Professor Torr has over thirty years experience in research, development and field application of technologies to control vectors, particularly tsetse flies and mosquitoes.  He has extensive experience of field work in Africa, including eight years on attachment to the Zimbabwe Department of Veterinary Services as a tsetse ecologist.

For the past five years, Professor Torr has been working with a multinational team, led by LSTM’s Professor Mike Lehane, developing artificial baits to attract and kill the vectors of Gambian sleeping sickness in Central and West Africa. The project is currently conducting large-scale trials in Uganda and Guinea and, following encouraging results, they are developing plans to expand the use of vector control in global efforts to eliminate Gambian sleeping sickness.

Professor Torr has extensive experience of work on tsetse that transmit Rhodesian sleeping sickness and animal trypanosomiasis in East and Southern Africa.  In the 1980s, he was a member of the UK-Zimbabwe team that that developed so-called ‘artificial cows’ - insecticide-treated targets baited with artificial odours that attract and kill the important vectors of animal trypanosomiasis (‘nagana’). And in the 1990s, he led the team that developed the use of the restricted-application protocol in which insecticide is applied to the body regions of cattle where most tsetse land and feed thereby reducing costs and environmental impact.  Both these methods have been used in large-scale control operations against nagana and sleeping sickness in Botswana, Uganda and Zimbabwe.
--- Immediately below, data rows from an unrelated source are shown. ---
use async_trait::async_trait;
use serde_json::Value;

use crate::commands::custom_id::custom_id;
use crate::commands::guard::{self, GUILD_ONLY, MODERATOR_ONLY};
use crate::commands::registry::{Command, Execute, ExecuteComponent, Leaf};
use crate::db::images::{ImageKind, PhotoData, PillowData, PillowType, pillow_key};
use crate::db::settings::Settings;
use crate::db::{ListOptions, ObjectHead};
use crate::discord::components::{self, ButtonStyle};
use crate::discord::response::Reply;
use crate::error::Result;
use crate::state::BotState;
use crate::types::discord::{CommandOption, Interaction, OptionType};

const DANGER_COLOR: u32 = 0xf04847;

pub fn command() -> Command {
    let mut pillow_type = CommandOption::new(
        OptionType::String,
        "type",
        "The type of pillow to delete (requires user to be specified)",
    );
    for kind in PillowType::ALL {
        pillow_type = pillow_type.choice(kind.as_ref(), kind.as_ref());
    }

    Command::group(
        "delete",
        "Delete an image",
        vec![
            Leaf::new("pillow", "Delete a pillow", DeletePillow)
                .option(CommandOption::new(OptionType::User, "user", "The user who owns the pillow"))
                .option(pillow_type)
                .option(CommandOption::new(OptionType::String, "name", "The name of the pillow to delete"))
                .option(CommandOption::new(
                    OptionType::String,
                    "id",
                    "The ID of the pillow to delete, skips search if specified",
                ))
                .component(DeleteAction(ImageKind::Pillow)),
            Leaf::new("photo", "Delete a photo", DeletePhoto)
                .option(CommandOption::new(
                    OptionType::String,
                    "id",
                    "The ID of the photo to delete, skips search if specified",
                ))
                .component(DeleteAction(ImageKind::Photo)),
        ],
        vec![],
    )
}

/// `None` when the caller may proceed, otherwise the refusal.
async fn refuse_non_moderator(state: &BotState, interaction: &Interaction) -> Result<Option<Reply>> {
    let Some(guild_id) = interaction.guild_id.as_deref() else {
        return Ok(Some(Reply::ephemeral(GUILD_ONLY)));
    };
    let settings = Settings::load_or_default(state.stores.settings.as_ref(), guild_id).await?;
    if !guard::is_moderator(state, &settings, interaction) {
        tracing::warn!(guild = guild_id, user = ?interaction.invoker_id(), "delete refused");
        return Ok(Some(Reply::ephemeral(MODERATOR_ONLY)));
    }
    Ok(None)
}

fn path(kind: ImageKind) -> [&'static str; 2] {
    match kind {
        ImageKind::Pillow => ["delete", "pillow"],
        ImageKind::Photo => ["delete", "photo"],
    }
}

fn label(kind: ImageKind, head: &ObjectHead) -> String {
    let field = match kind {
        ImageKind::Pillow => PillowData::NAME,
        ImageKind::Photo => PhotoData::DATE,
    };
    head.metadata.get(field).cloned().unwrap_or_else(|| head.key.clone())
}

fn owner(head: &ObjectHead) -> &str {
    head.metadata.get(PillowData::USER_ID).map(String::as_str).unwrap_or("0")
}

/// Rows shown in a selection; each costs three components of the 40 a message may carry.
const MAX_SELECTION_ROWS: usize = 10;

/// Several candidates: one select button per object, capped at [`MAX_SELECTION_ROWS`].
fn selection(state: &BotState, kind: ImageKind, objects: &[ObjectHead]) -> Reply {
    let base_url = state.config.image_url(kind);
    let rows = objects
        .iter()
        .take(MAX_SELECTION_ROWS)
        .map(|head| {
            components::section(
                format!(
                    "- [{}]({base_url}/{}) by <@{}>",
                    label(kind, head),
                    head.key,
                    owner(head)
                ),
                components::button(
                    ButtonStyle::Secondary,
                    "Select",
                    &custom_id(&path(kind), &format!("select-{}", head.key)),
                    false,
                ),
            )
        })
        .collect::<Vec<_>>();

    let mut out = vec![
        components::text(format!("Found {} items.", objects.len())),
        components::container(rows),
    ];
    if objects.len() > MAX_SELECTION_ROWS {
        out.push(components::text(format!(
            "-# {} more not shown. Pass `id` to pick one directly.",
            objects.len() - MAX_SELECTION_ROWS
        )));
    }
    Reply::ephemeral_components(out)
}

fn confirmation_components(state: &BotState, kind: ImageKind, head: &ObjectHead) -> Vec<Value> {
    let url = format!("{}/{}", state.config.image_url(kind), head.key);
    let metadata = serde_json::to_string_pretty(&head.metadata).unwrap_or_default();
    let mut container = components::container(vec![
        components::media_gallery(&url, &label(kind, head)),
        components::text(format!("Metadata:\n```json\n{metadata}\n```")),
        components::separator(),
        components::text(format!(
            "ID: `{}`\nThis will delete the {kind} permanently.",
            head.key
        )),
        components::action_row(vec![
            components::button(
                ButtonStyle::Danger,
                "Delete",
                &custom_id(&path(kind), &format!("confirm-{}", head.key)),
                false,
            ),
            components::button(
                ButtonStyle::Secondary,
                "Cancel",
                &custom_id(&path(kind), "cancel-x"),
                false,
            ),
        ]),
    ]);
    container["accent_color"] = DANGER_COLOR.into();

    vec![
        components::text(format!(
            "Are you sure you want to delete this {kind}? This action cannot be undone."
        )),
        container,
    ]
}

/// Looks the object up and asks for confirmation.
async fn confirm(state: &BotState, kind: ImageKind, key: &str, update: bool) -> Result<Reply> {
    let Some(head) = state.stores.bucket(kind).head(key).await? else {
        return Ok(Reply::ephemeral("The item was not found or has no metadata."));
    };
    let components = confirmation_components(state, kind, &head);
    Ok(if update {
        Reply::update_components(components)
    } else {
        Reply::ephemeral_components(components)
    })
}

/// One match asks for confirmation, several offer a choice.
async fn resolve(state: &BotState, kind: ImageKind, mut matches: Vec<ObjectHead>) -> Result<Reply> {
    match matches.len() {
        0 => Ok(Reply::ephemeral(format!("No {} found matching the criteria.", kind.plural()))),
        1 => {
            let head = matches.remove(0);
            confirm(state, kind, &head.key, false).await
        }
        _ => Ok(selection(state, kind, &matches)),
    }
}

pub struct DeletePillow;

#[async_trait]
impl Execute for DeletePillow {
    async fn execute(&self, state: &BotState, interaction: &Interaction) -> Result<Reply> {
        if let Some(refusal) = refuse_non_moderator(state, interaction).await? {
            return Ok(refusal);
        }

        let user = interaction.option_str("user");
        let name = interaction.option_str("name");
        let pillow_type = match interaction.option_str("type") {
            Some(raw) => match raw.parse::<PillowType>() {
                Ok(t) => Some(t),
                Err(_) => return Ok(Reply::ephemeral(format!("Unknown pillow type: {raw}"))),
            },
            None => None,
        };

        if let Some(id) = interaction.option_str("id") {
            return confirm(state, ImageKind::Pillow, id, false).await;
        }
        if let (Some(user), Some(pillow_type)) = (user, pillow_type) {
            return confirm(state, ImageKind::Pillow, &pillow_key(user, pillow_type), false).await;
        }

        let matches = match (user, name) {
            (Some(user), _) => {
                state
                    .stores
                    .pillows
                    .list(ListOptions::prefixed(format!("{user}_")))
                    .await?
            }
            (None, Some(name)) => state
                .stores
                .pillows
                .list(ListOptions::with_metadata())
                .await?
                .into_iter()
                .filter(|head| {
                    head.metadata
                        .get(PillowData::NAME)
                        .is_some_and(|n| n.eq_ignore_ascii_case(name))
                })
                .collect(),
            (None, None) if pillow_type.is_some() => {
                return Ok(Reply::ephemeral(
                    "You must specify either a user or a name to delete a pillow.",
                ));
            }
            (None, None) => {
                return Ok(Reply::ephemeral(
                    "You must specify at least one of `id`, `user`, `type`, or `name` to delete a pillow.",
                ));
            }
        };
        resolve(state, ImageKind::Pillow, matches).await
    }
}

pub struct DeletePhoto;

#[async_trait]
impl Execute for DeletePhoto {
    async fn execute(&self, state: &BotState, interaction: &Interaction) -> Result<Reply> {
        if let Some(refusal) = refuse_non_moderator(state, interaction).await? {
            return Ok(refusal);
        }
        if let Some(id) = interaction.option_str("id") {
            return confirm(state, ImageKind::Photo, id, false).await;
        }
        let photos = state.stores.photos.list(ListOptions::with_metadata()).await?;
        resolve(state, ImageKind::Photo, photos).await
    }
}

/// Select, confirm and cancel buttons of both delete subcommands.
pub struct DeleteAction(ImageKind);

#[async_trait]
impl ExecuteComponent for DeleteAction {
    async fn execute_component(&self, state: &BotState, interaction: &Interaction, payload: &str) -> Result<Reply> {
        if let Some(refusal) = refuse_non_moderator(state, interaction).await? {
            return Ok(refusal);
        }
        let kind = self.0;
        let (action, key) = payload.split_once('-').unwrap_or((payload, ""));

        match action {
            "cancel" => Ok(Reply::update_components(vec![components::text(
                "This action has been cancelled.",
            )])),
            _ if key.is_empty() => Ok(Reply::ephemeral(format!("No ID provided for {action}."))),
            "select" => confirm(state, kind, key, true).await,
            "confirm" => match state.stores.bucket(kind).delete(key).await {
                Ok(true) => {
                    tracing::info!(key, kind = %kind, user = ?interaction.invoker_id(), "image deleted");
                    Ok(Reply::update_components(vec![components::text(format!(
                        "The {kind} with ID `{key}` has been deleted."
                    ))]))
                }
                Ok(false) => Ok(Reply::ephemeral(format!(
                    "Failed to delete the {kind}: `{key}` does not exist"
                ))),
                Err(e) => {
                    e.print_tree();
                    Ok(Reply::ephemeral(format!("Failed to delete the {kind}: {}", e.reason())))
                }
            },
            _ => Ok(Reply::ephemeral("Unknown button interaction")),
        }
    }
}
In recent years, professor Torr has developed a strong interest in integrated approaches to the control of vector-borne diseases.  For instance, the use of insecticide-treated cattle to control tsetse, ticks, mosquitoes and midges offers the intriguing prospect of controlling a range of medical and veterinary diseases with a single intervention.  The move to LSTM brings the exciting opportunity of collaborating with researchers and practitioners from LSTM’s Vector Biology DepartmentCAHRDCentre of Neglected Tropical Diseases and the University of Warwick to develop and deliver better methods of controlling vector-borne diseases.